The park system—and the country, for that matter—was designed by and for responsible, freedom-loving Americans, who regard protected lands as special places to be preserved for future generations. American hikers who love exploring the unspoiled outdoors operate on the honor system, carry out their trash and snap photos of mountain flowers rather than pick them.

So when Mexican cartels invade American parks, it's a case of vicious wolves among sheep. Many of the pot patches are discovered by hikers and hunters who are not prepared to face foreign nationals packing AK-47s. The culture clash can be dangerous for unarmed campers, like the ones who were chased out of Los Padres National Forest by hostile growers last spring.

Americans have already been shot by Mexican gangsters for being in the wrong patch at the wrong time:

"The immediate danger to California citizens from the cartels has grown in the last decade. In 2000, a father and his 8-year-old son were both shot after stumbling onto a marijuana plantation in El Dorado County during a hunting trip. Though wounded, they survived the encounter. In February 2008, a Santa Rosa man was murdered by cartel growers after entering a plantation in the southern part of Lake County. June 2009 saw growers in Lassen County open fire on law enforcement, wounding two sheriff's deputies and leading to one grower being killed in the exchange."

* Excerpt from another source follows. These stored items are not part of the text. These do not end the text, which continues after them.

use std::fs::File;
use std::io::{BufWriter, Write};
use std::path::Path;

use anyhow::{Context, Result};

/// Write mono 16-bit little-endian PCM as a canonical 44-byte-header WAV file.
pub fn write_mono_i16(path: impl AsRef<Path>, sample_rate: u32, samples: &[i16]) -> Result<()> {
    let path = path.as_ref();
    let file = File::create(path).with_context(|| format!("Failed to create {}", path.display()))?;
    let mut w = BufWriter::new(file);
    encode(&mut w, sample_rate, samples)?;
    w.flush()
        .with_context(|| format!("Failed to write {}", path.display()))?;
    Ok(())
}

fn encode(w: &mut impl Write, sample_rate: u32, samples: &[i16]) -> Result<()> {
    const CHANNELS: u16 = 1;
    const BITS: u16 = 16;
    let block_align = CHANNELS * BITS / 8;
    let byte_rate = sample_rate * u32::from(block_align);
    let data_len = u32::try_from(samples.len() * 2).context("recording too long for WAV")?;

    w.write_all(b"RIFF")?;
    w.write_all(&(36 + data_len).to_le_bytes())?;
    w.write_all(b"WAVE")?;
    w.write_all(b"fmt ")?;
    w.write_all(&16u32.to_le_bytes())?;
    w.write_all(&1u16.to_le_bytes())?; // PCM
    w.write_all(&CHANNELS.to_le_bytes())?;
    w.write_all(&sample_rate.to_le_bytes())?;
    w.write_all(&byte_rate.to_le_bytes())?;
    w.write_all(&block_align.to_le_bytes())?;
    w.write_all(&BITS.to_le_bytes())?;
    w.write_all(b"data")?;
    w.write_all(&data_len.to_le_bytes())?;
    for s in samples {
        w.write_all(&s.to_le_bytes())?;
    }
    Ok(())
}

"'There have been plenty of shootings related to these operations now,' [Commander Jackie] Long said."There's no doubt they can be violent."

[Task force hits drug cartel, largest bust in Amador history, Amador Ledger Dispatch, August 14, 2009]

The cartels have become more entrenched in public lands because the situation is a piece of cake for them. In some respects it is easier for them to grow vast quantities of marijuana on America's public lands (where 80 percent of seized pot has been found) than to raise the stuff in Mexico and smuggle it across the border, although they obviously do both. Set-up is relatively inexpensive. The cartel bosses just employ a few of their countrymen to rip out the native plants (which the parks are supposed to preserve) and install the plumbing to pipe in water and poisonous chemicals required to grow quality bud in what's usually a challenging growing environment.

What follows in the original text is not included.